THE TASK: Transcribe all the data, leaving each word as it is.

INPUT:
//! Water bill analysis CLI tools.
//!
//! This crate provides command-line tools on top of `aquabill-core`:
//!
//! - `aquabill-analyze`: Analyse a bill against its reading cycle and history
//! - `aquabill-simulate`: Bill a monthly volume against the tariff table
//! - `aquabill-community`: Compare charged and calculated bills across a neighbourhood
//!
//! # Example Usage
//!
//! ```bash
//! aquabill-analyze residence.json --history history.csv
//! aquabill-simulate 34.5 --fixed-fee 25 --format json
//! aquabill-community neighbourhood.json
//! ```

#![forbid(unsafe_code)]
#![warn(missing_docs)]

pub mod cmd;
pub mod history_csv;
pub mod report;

SOLUTION TO THIS EXERCISE:
//! Water bill analysis CLI tools.
//!
//! This crate provides command-line tools on top of `aquabill-core`:
//!
//! - `aquabill-analyze`: Analyse a bill against its reading cycle and history
//! - `aquabill-simulate`: Bill a monthly volume against the tariff table
//! - `aquabill-community`: Compare charged and calculated bills across a neighbourhood
//!
//! # Example Usage
//!
//! ```bash
//! aquabill-analyze residence.json --history history.csv
//! aquabill-simulate 34.5 --fixed-fee 25 --format json
//! aquabill-community neighbourhood.json
//! ```

#![forbid(unsafe_code)]
#![warn(missing_docs)]

pub mod cmd;
pub mod history_csv;
pub mod report;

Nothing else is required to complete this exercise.